» About this task: Retype the data exactly, so that every line matches the original.

Stored data entries
use bevy::prelude::*;
use bevy::state::app::StatesPlugin;
use horde::game::HordeCorePlugin;
use horde::game::simulation::{
    layers, Collider, PhysicsBody, PursuitField, Scenery, SimConfig, SimGlobalTransform, SimTransform,
};
use horde::game::geometry::ColliderShape;
use horde::game::unit::{Player, Pursuer};

fn core_app() -> App {
    let mut app = App::new();
    app.add_plugins((MinimalPlugins, StatesPlugin));
    app.add_plugins(HordeCorePlugin);
    app.update();
    app.world_mut().resource_mut::<SimConfig>().spawn_batch = 0;
    app
}

fn step(app: &mut App) {
    app.world_mut().run_schedule(FixedUpdate);
}

fn spawn_player(app: &mut App, position: Vec2) -> Entity {
    app.world_mut().spawn((
        Player,
        SimTransform::from_position(position),
        PhysicsBody::default().with_bounce(0.0),
        Collider::circle(10.0).with_layers(layers::PLAYER, layers::ALL),
    )).id()
}

#[test]
fn test_field_is_centred_on_player() {
    let mut app = core_app();
    let player = spawn_player(&mut app, Vec2::new(500.0, 300.0));

    step(&mut app);
    assert_eq!(app.world().resource::<PursuitField>().0.origin(), Vec2::new(500.0, 300.0));

    app.world_mut().get_mut::<SimTransform>(player).unwrap().position = Vec2::new(-80.0, 20.0);
    step(&mut app);
    assert_eq!(app.world().resource::<PursuitField>().0.origin(), Vec2::new(-80.0, 20.0));
}

#[test]
fn test_scenery_blocks_its_cells() {
    let mut app = core_app();
    spawn_player(&mut app, Vec2::ZERO);
    app.world_mut().spawn((
        Scenery,
        SimTransform::from_position(Vec2::new(100.0, 0.0)),
        Collider::circle(20.0).with_layers(layers::SCENERY, layers::ALL),
    ));
    app.world_mut().spawn((
        Scenery,
        SimTransform::from_position(Vec2::new(0.0, -150.0)),
        Collider::new(ColliderShape::rect(120.0, 20.0)).with_layers(layers::SCENERY, layers::ALL),
    ));

    step(&mut app);

    let field = &app.world().resource::<PursuitField>().0;
    assert!(field.is_blocked(IVec2::new(2, 0)), "pillar cell");
    assert!(!field.is_blocked(IVec2::new(1, 0)));
    for x in -1..=1 {
        assert!(field.is_blocked(IVec2::new(x, -3)), "wall cell ({}, -3)", x);
    }
    assert!(!field.is_blocked(IVec2::new(0, 0)), "centre stays open");
}

#[test]
fn test_pursuers_crowd_their_cells() {
    let mut app = core_app();
    spawn_player(&mut app, Vec2::ZERO);
    for _ in 0..3 {
        app.world_mut().spawn((
            Pursuer,
            SimTransform::from_position(Vec2::new(-200.0, 0.0)),
            PhysicsBody::default().with_bounce(0.0),
        ));
    }

    step(&mut app);

    let field = &app.world().resource::<PursuitField>().0;
    let weight = app.world().resource::<SimConfig>().crowd_weight;
    assert_eq!(field.cost(IVec2::new(-4, 0)), Some(3 * weight));
    assert_eq!(field.cost(IVec2::new(4, 0)), Some(0));
}

#[test]
fn test_pursuer_routes_around_pillar_to_player() {
    let mut app = core_app();
    let player = spawn_player(&mut app, Vec2::ZERO);
    app.world_mut().spawn((
        Scenery,
        SimTransform::from_position(Vec2::new(150.0, 0.0)),
        Collider::circle(20.0).with_layers(layers::SCENERY, layers::ALL),
    ));
    let pursuer = app.world_mut().spawn((
        Pursuer,
        SimTransform::from_position(Vec2::new(300.0, 0.0)),
        PhysicsBody::default().with_drag(2.0),
        Collider::circle(10.0).with_layers(layers::PURSUER, layers::ALL),
    )).id();

    let start = app.world().get::<SimTransform>(pursuer).unwrap().position;
    let mut max_detour = 0.0f32;
    for _ in 0..600 {
        step(&mut app);
        let p = app.world().get::<SimGlobalTransform>(pursuer).unwrap().position();
        max_detour = max_detour.max(p.y.abs());
    }

    let end = app.world().get::<SimGlobalTransform>(pursuer).unwrap().position();
    let player_pos = app.world().get::<SimGlobalTransform>(player).unwrap().position();
    println!("Pursuer {:?} -> {:?}, max detour {:.1}", start, end, max_detour);
    assert!(end.distance(player_pos) < 60.0, "pursuer should reach the player, ended at {:?}", end);
    assert!(max_detour > 20.0, "pursuer should leave the straight line to avoid the pillar");
}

» Solution:
use bevy::prelude::*;
use bevy::state::app::StatesPlugin;
use horde::game::HordeCorePlugin;
use horde::game::simulation::{
    layers, Collider, PhysicsBody, PursuitField, Scenery, SimConfig, SimGlobalTransform, SimTransform,
};
use horde::game::geometry::ColliderShape;
use horde::game::unit::{Player, Pursuer};

fn core_app() -> App {
    let mut app = App::new();
    app.add_plugins((MinimalPlugins, StatesPlugin));
    app.add_plugins(HordeCorePlugin);
    app.update();
    app.world_mut().resource_mut::<SimConfig>().spawn_batch = 0;
    app
}

fn step(app: &mut App) {
    app.world_mut().run_schedule(FixedUpdate);
}

fn spawn_player(app: &mut App, position: Vec2) -> Entity {
    app.world_mut().spawn((
        Player,
        SimTransform::from_position(position),
        PhysicsBody::default().with_bounce(0.0),
        Collider::circle(10.0).with_layers(layers::PLAYER, layers::ALL),
    )).id()
}

#[test]
fn test_field_is_centred_on_player() {
    let mut app = core_app();
    let player = spawn_player(&mut app, Vec2::new(500.0, 300.0));

    step(&mut app);
    assert_eq!(app.world().resource::<PursuitField>().0.origin(), Vec2::new(500.0, 300.0));

    app.world_mut().get_mut::<SimTransform>(player).unwrap().position = Vec2::new(-80.0, 20.0);
    step(&mut app);
    assert_eq!(app.world().resource::<PursuitField>().0.origin(), Vec2::new(-80.0, 20.0));
}

#[test]
fn test_scenery_blocks_its_cells() {
    let mut app = core_app();
    spawn_player(&mut app, Vec2::ZERO);
    app.world_mut().spawn((
        Scenery,
        SimTransform::from_position(Vec2::new(100.0, 0.0)),
        Collider::circle(20.0).with_layers(layers::SCENERY, layers::ALL),
    ));
    app.world_mut().spawn((
        Scenery,
        SimTransform::from_position(Vec2::new(0.0, -150.0)),
        Collider::new(ColliderShape::rect(120.0, 20.0)).with_layers(layers::SCENERY, layers::ALL),
    ));

    step(&mut app);

    let field = &app.world().resource::<PursuitField>().0;
    assert!(field.is_blocked(IVec2::new(2, 0)), "pillar cell");
    assert!(!field.is_blocked(IVec2::new(1, 0)));
    for x in -1..=1 {
        assert!(field.is_blocked(IVec2::new(x, -3)), "wall cell ({}, -3)", x);
    }
    assert!(!field.is_blocked(IVec2::new(0, 0)), "centre stays open");
}

#[test]
fn test_pursuers_crowd_their_cells() {
    let mut app = core_app();
    spawn_player(&mut app, Vec2::ZERO);
    for _ in 0..3 {
        app.world_mut().spawn((
            Pursuer,
            SimTransform::from_position(Vec2::new(-200.0, 0.0)),
            PhysicsBody::default().with_bounce(0.0),
        ));
    }

    step(&mut app);

    let field = &app.world().resource::<PursuitField>().0;
    let weight = app.world().resource::<SimConfig>().crowd_weight;
    assert_eq!(field.cost(IVec2::new(-4, 0)), Some(3 * weight));
    assert_eq!(field.cost(IVec2::new(4, 0)), Some(0));
}

#[test]
fn test_pursuer_routes_around_pillar_to_player() {
    let mut app = core_app();
    let player = spawn_player(&mut app, Vec2::ZERO);
    app.world_mut().spawn((
        Scenery,
        SimTransform::from_position(Vec2::new(150.0, 0.0)),
        Collider::circle(20.0).with_layers(layers::SCENERY, layers::ALL),
    ));
    let pursuer = app.world_mut().spawn((
        Pursuer,
        SimTransform::from_position(Vec2::new(300.0, 0.0)),
        PhysicsBody::default().with_drag(2.0),
        Collider::circle(10.0).with_layers(layers::PURSUER, layers::ALL),
    )).id();

    let start = app.world().get::<SimTransform>(pursuer).unwrap().position;
    let mut max_detour = 0.0f32;
    for _ in 0..600 {
        step(&mut app);
        let p = app.world().get::<SimGlobalTransform>(pursuer).unwrap().position();
        max_detour = max_detour.max(p.y.abs());
    }

    let end = app.world().get::<SimGlobalTransform>(pursuer).unwrap().position();
    let player_pos = app.world().get::<SimGlobalTransform>(player).unwrap().position();
    println!("Pursuer {:?} -> {:?}, max detour {:.1}", start, end, max_detour);
    assert!(end.distance(player_pos) < 60.0, "pursuer should reach the player, ended at {:?}", end);
    assert!(max_detour > 20.0, "pursuer should leave the straight line to avoid the pillar");
}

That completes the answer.